Но я намереваюсь вести речь о произведениях, где особенно велико искушение объяснять, где сама собой возникает иллюзия объяснимости, а выводы такого рода почти неминуемы. Я имею в виду роман и задаюсь вопросом: может ли в нем содержаться абсурд?

Мыслить — значит испытывать желание создавать мир (или, что то же самое, задавать границы собственному миру). Это значит, что, только исходя из фундаментального разлада между человеком и его опытом, можно найти почву для их согласия. Она должна соответствовать ностальгии человека. Нужно найти универсум, препоясанный разумными основаниями, просветленный аналогиями. Всякий философ, даже Кант, является творцом. У него свои персонажи, свои символы, свое тайнодействие — и свои развязки. В свою очередь, роман, несмотря на его внешние особенности, представляет собой попытку максимальной интеллектуализации искусства, более всего в сравнении с поэзией или с эссе. Конечно, речь идет прежде всего о великих романах. Слишком часто судят о плодотворности и величии жанра по отбросам. Масса плохих романов, однако, не должна заслонять величия лучших образцов этого жанра, каждый из которых действительно содержит в себе целую вселенную. У романа есть своя логика, свои способы рассуждения, интуиция и постулаты. У романа также и свои требования ясности[117].

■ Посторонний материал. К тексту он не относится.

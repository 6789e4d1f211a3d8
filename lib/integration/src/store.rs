//! Store contract for integration records.
//!
//! The store owns the persistent state. The workflow never replaces whole
//! records: writes go through [`IntegrationChanges`], a partial field set,
//! so concurrent writers touching disjoint fields do not clobber each other.

use crate::channel::ChannelType;
use crate::entity::{EncryptedCredentials, Integration};
use crate::error::StoreError;
use async_trait::async_trait;
use chrono::Utc;
use cobalt_courier_core::{EnvironmentId, IntegrationId, OrganizationId};

/// A partial update to a single integration.
///
/// `None` means "leave the field as it is"; `Some` means "replace it",
/// including `Some(false)` for deactivation.
#[derive(Debug, Clone, Default, PartialEq, Eq)]
pub struct IntegrationChanges {
    /// New active flag, if requested.
    pub active: Option<bool>,
    /// New encrypted credentials, if requested.
    pub credentials: Option<EncryptedCredentials>,
}

impl IntegrationChanges {
    /// True when no field would change.
    #[must_use]
    pub fn is_empty(&self) -> bool {
        self.active.is_none() && self.credentials.is_none()
    }

    /// The change set used by cascade deactivation.
    #[must_use]
    pub fn deactivate() -> Self {
        Self {
            active: Some(false),
            credentials: None,
        }
    }

    /// Applies this change set to an in-memory record, bumping `updated_at`.
    pub fn apply_to(&self, integration: &mut Integration) {
        if let Some(active) = self.active {
            integration.active = active;
        }
        if let Some(ref credentials) = self.credentials {
            integration.credentials = credentials.clone();
        }
        integration.updated_at = Utc::now();
    }
}

/// Persistent storage for integration records.
///
/// Every operation is scoped: lookups carry the environment so that tenant
/// isolation is enforced by the query itself, not by callers filtering.
#[async_trait]
pub trait IntegrationStore: Send + Sync {
    /// Fetches one integration by id within an environment.
    async fn find_by_id(
        &self,
        id: IntegrationId,
        environment_id: EnvironmentId,
    ) -> Result<Option<Integration>, StoreError>;

    /// Fetches all active integrations for a channel within an environment.
    async fn find_active(
        &self,
        environment_id: EnvironmentId,
        organization_id: OrganizationId,
        channel: ChannelType,
    ) -> Result<Vec<Integration>, StoreError>;

    /// Applies a partial update to the integration matching
    /// `(id, environment_id)`. Fields absent from `changes` keep their
    /// stored value.
    async fn update(
        &self,
        id: IntegrationId,
        environment_id: EnvironmentId,
        changes: &IntegrationChanges,
    ) -> Result<(), StoreError>;
}
//! Quantization configuration.

use serde::{Deserialize, Serialize};

use crate::error::{MatrixError, Result};

/// Largest codebook addressable by a one-byte code.
pub const MAX_CODEBOOK_SIZE: usize = 256;

/// Parameters fixed at quantization time.
#[derive(Debug, Clone, PartialEq, Serialize, Deserialize)]
#[serde(default)]
pub struct QuantizeConfig {
    /// Columns per sub-vector.
    pub dsub: usize,
    /// Quantize row norms separately from row directions.
    pub qnorm: bool,
    /// Centroids per sub-vector codebook.
    pub codebook_size: usize,
    /// Lloyd iterations per codebook.
    pub iterations: usize,
    /// Training sample cap, expressed per centroid.
    pub max_points_per_cluster: usize,
    /// Seed for sampling and centroid initialization.
    pub seed: u64,
}

impl Default for QuantizeConfig {
    fn default() -> Self {
        Self {
            dsub: 2,
            qnorm: false,
            codebook_size: MAX_CODEBOOK_SIZE,
            iterations: 25,
            max_points_per_cluster: 256,
            seed: 1234,
        }
    }
}

impl QuantizeConfig {
    #[must_use]
    pub fn with_dsub(mut self, dsub: usize) -> Self {
        self.dsub = dsub;
        self
    }

    #[must_use]
    pub fn with_qnorm(mut self, qnorm: bool) -> Self {
        self.qnorm = qnorm;
        self
    }

    #[must_use]
    pub fn with_codebook_size(mut self, codebook_size: usize) -> Self {
        self.codebook_size = codebook_size;
        self
    }

    #[must_use]
    pub fn with_iterations(mut self, iterations: usize) -> Self {
        self.iterations = iterations;
        self
    }

    /// Configure a deterministic seed.
    ///
    /// Quantizing the same matrix twice with the same seed yields identical codes.
    #[must_use]
    pub fn with_seed(mut self, seed: u64) -> Self {
        self.seed = seed;
        self
    }

    /// Check that every parameter is usable.
    pub fn validate(&self) -> Result<()> {
        if self.dsub == 0 {
            return Err(MatrixError::invalid("dsub must be greater than 0"));
        }
        if self.codebook_size == 0 || self.codebook_size > MAX_CODEBOOK_SIZE {
            return Err(MatrixError::invalid(format!(
                "codebook_size must be in 1..={MAX_CODEBOOK_SIZE}, got {}",
                self.codebook_size
            )));
        }
        if self.iterations == 0 {
            return Err(MatrixError::invalid("iterations must be greater than 0"));
        }
        if self.max_points_per_cluster == 0 {
            return Err(MatrixError::invalid(
                "max_points_per_cluster must be greater than 0",
            ));
        }
        Ok(())
    }

    /// Parse a config from JSON; missing fields take their defaults.
    pub fn from_json_str(json: &str) -> Result<Self> {
        let config: Self = serde_json::from_str(json)
            .map_err(|e| MatrixError::invalid(format!("config: {e}")))?;
        config.validate()?;
        Ok(config)
    }
}

#[cfg(test)]
mod tests {
    use super::*;

    #[test]
    fn test_default_config() {
        let config = QuantizeConfig::default();
        assert_eq!(config.dsub, 2);
        assert!(!config.qnorm);
        assert_eq!(config.codebook_size, 256);
        assert_eq!(config.iterations, 25);
        assert!(config.validate().is_ok());
    }

    #[test]
    fn test_rejects_zero_dsub() {
        let config = QuantizeConfig::default().with_dsub(0);
        assert!(matches!(
            config.validate(),
            Err(MatrixError::InvalidArgument(_))
        ));
    }

    #[test]
    fn test_rejects_oversized_codebook() {
        let config = QuantizeConfig::default().with_codebook_size(257);
        assert!(config.validate().is_err());
    }

    #[test]
    fn test_json_partial_fields() {
        let config = QuantizeConfig::from_json_str(r#"{"dsub": 4, "qnorm": true}"#).unwrap();
        assert_eq!(config.dsub, 4);
        assert!(config.qnorm);
        assert_eq!(config.seed, 1234);
    }

    #[test]
    fn test_json_invalid_values() {
        assert!(QuantizeConfig::from_json_str(r#"{"dsub": 0}"#).is_err());
        assert!(QuantizeConfig::from_json_str("not json").is_err());
    }
}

Вышеупомянутое классическое противопоставление еще менее оправдано в этом случае. Оно родилось в те времена, когда философское учение с легкостью отделялось от своего автора. Сегодня, когда мысль оставила притязания на универсальность, когда наилучшей историей мысли была бы история ее покаяний, мы знаем, что система неотделима от своего автора, если хоть сколько-нибудь значима. Уже «Этика»{158} была в каком-то смысле лишь долгим и строго логичным откровением. Абстрактное мышление нашло, наконец, опору в телесности. К тому же игры тел и страстей в романах все в большей мере упорядочиваются в соответствии с требованиями мировоззрения. В противоположность записным романистам, великие писатели — это романисты-философы. Таковы Бальзак, Сад, Мелвилл, Стендаль, Достоевский, Пруст, Мальро, Кафка, если упомянуть лишь некоторых из них.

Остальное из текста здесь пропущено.